Exercise requirements -> Search the records below for the word "info" and show every line where it occurs.

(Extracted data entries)
○ ○ ○ ○ ○

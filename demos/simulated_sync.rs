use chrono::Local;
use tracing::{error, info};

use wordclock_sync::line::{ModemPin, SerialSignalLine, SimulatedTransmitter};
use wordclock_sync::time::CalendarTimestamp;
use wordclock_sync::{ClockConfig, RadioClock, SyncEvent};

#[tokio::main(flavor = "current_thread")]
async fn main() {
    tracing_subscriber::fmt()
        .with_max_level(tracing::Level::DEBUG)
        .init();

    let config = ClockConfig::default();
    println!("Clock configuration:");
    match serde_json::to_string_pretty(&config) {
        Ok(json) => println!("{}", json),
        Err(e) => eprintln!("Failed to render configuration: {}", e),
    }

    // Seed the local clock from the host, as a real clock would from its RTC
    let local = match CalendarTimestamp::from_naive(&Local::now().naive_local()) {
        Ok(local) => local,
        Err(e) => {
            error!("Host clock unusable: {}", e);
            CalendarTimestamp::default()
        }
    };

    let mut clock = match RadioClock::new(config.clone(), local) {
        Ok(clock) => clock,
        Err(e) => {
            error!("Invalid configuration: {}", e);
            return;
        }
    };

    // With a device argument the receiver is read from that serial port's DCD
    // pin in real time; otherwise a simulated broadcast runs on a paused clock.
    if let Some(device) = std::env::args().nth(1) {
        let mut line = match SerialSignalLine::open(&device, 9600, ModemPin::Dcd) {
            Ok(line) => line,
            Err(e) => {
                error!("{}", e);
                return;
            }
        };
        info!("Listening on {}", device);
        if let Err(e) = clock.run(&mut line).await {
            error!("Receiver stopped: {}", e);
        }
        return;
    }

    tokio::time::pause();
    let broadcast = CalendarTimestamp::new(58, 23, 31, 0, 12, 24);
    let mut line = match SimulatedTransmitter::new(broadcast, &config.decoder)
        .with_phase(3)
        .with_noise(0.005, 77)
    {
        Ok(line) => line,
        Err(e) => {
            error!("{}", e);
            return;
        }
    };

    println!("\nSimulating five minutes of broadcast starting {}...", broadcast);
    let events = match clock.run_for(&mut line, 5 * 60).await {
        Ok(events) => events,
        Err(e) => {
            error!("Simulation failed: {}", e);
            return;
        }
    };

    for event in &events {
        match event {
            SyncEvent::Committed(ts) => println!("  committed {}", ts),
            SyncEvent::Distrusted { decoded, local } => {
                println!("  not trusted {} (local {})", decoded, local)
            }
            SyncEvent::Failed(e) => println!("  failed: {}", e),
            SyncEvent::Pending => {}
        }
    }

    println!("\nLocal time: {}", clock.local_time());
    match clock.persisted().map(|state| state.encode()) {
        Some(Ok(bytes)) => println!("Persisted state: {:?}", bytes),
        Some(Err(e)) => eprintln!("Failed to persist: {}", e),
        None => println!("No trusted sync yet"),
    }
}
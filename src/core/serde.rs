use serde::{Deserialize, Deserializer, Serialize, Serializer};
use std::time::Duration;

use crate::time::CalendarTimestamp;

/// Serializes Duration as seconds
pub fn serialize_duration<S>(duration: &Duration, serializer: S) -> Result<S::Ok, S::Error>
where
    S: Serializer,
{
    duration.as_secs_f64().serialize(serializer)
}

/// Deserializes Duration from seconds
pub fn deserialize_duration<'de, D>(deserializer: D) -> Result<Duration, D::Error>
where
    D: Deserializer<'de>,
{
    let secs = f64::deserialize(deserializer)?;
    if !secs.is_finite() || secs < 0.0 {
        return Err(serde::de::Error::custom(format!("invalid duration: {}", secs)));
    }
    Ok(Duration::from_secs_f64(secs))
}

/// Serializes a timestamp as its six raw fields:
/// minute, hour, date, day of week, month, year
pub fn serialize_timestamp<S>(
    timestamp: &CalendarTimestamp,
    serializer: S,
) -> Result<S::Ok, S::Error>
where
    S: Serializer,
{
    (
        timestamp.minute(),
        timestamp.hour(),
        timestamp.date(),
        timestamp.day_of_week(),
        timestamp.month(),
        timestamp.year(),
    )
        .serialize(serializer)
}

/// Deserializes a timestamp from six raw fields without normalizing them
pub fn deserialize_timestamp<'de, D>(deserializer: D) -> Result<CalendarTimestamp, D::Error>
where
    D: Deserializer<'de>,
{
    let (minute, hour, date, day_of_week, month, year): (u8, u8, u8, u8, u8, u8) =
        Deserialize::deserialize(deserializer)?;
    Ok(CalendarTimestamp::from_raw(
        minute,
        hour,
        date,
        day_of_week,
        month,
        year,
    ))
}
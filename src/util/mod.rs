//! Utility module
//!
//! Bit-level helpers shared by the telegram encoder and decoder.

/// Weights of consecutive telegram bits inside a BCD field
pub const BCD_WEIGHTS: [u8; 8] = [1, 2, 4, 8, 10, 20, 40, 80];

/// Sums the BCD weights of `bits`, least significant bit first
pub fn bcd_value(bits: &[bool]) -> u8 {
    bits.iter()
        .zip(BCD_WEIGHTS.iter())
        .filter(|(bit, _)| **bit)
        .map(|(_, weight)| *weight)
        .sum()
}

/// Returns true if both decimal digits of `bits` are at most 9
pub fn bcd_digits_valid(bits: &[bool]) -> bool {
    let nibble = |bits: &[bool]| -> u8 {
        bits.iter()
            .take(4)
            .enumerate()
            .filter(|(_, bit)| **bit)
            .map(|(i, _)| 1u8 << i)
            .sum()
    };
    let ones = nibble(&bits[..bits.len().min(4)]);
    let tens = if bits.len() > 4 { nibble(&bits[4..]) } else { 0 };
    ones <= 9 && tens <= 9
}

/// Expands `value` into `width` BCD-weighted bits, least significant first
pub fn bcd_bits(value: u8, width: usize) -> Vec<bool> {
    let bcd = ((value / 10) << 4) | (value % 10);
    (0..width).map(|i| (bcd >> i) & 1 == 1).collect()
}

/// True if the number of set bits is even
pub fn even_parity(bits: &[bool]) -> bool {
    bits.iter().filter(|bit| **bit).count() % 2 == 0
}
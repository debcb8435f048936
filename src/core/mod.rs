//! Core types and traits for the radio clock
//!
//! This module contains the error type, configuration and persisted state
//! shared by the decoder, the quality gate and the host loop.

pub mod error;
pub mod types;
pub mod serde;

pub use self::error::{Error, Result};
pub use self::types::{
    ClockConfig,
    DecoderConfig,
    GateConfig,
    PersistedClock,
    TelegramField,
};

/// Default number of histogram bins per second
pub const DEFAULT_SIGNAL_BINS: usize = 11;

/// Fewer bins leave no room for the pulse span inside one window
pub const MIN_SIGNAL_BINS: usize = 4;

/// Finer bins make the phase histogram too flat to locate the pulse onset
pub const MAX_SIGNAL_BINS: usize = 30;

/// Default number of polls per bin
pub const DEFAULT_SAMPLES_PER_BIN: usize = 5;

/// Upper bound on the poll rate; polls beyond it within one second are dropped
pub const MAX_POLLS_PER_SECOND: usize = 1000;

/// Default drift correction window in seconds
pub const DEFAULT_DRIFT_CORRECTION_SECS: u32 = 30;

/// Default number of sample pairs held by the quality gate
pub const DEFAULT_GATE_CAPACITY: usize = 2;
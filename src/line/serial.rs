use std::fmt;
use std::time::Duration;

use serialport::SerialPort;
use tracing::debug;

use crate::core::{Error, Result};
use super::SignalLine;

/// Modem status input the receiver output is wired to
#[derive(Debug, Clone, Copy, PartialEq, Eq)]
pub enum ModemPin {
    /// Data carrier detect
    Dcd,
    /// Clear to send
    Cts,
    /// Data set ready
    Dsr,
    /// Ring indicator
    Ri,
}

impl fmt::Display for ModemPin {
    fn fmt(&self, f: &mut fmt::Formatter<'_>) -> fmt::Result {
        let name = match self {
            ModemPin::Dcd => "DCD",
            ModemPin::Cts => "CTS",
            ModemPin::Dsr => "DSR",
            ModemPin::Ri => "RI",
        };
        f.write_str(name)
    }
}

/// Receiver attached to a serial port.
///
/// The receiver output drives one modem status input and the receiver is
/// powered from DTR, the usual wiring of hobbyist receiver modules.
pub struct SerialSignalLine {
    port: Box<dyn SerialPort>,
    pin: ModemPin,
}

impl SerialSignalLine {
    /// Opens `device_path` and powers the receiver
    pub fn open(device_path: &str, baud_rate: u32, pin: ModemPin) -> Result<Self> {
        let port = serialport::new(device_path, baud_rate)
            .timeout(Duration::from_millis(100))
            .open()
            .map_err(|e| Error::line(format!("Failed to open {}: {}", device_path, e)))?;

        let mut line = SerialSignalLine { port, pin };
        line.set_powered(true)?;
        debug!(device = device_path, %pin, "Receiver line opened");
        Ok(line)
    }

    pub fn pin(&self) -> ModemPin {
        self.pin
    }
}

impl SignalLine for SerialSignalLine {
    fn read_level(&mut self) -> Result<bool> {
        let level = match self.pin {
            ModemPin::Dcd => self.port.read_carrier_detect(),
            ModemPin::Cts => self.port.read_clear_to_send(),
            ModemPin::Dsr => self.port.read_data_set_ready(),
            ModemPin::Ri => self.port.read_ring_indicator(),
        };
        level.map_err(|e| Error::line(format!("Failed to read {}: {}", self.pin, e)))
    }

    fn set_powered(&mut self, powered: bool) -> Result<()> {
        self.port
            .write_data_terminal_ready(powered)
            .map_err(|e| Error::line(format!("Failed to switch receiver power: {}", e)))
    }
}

○ ○ ○ ○ ○

Response to this task ->
use tracing::{error, info};
        info!("Listening on {}", device);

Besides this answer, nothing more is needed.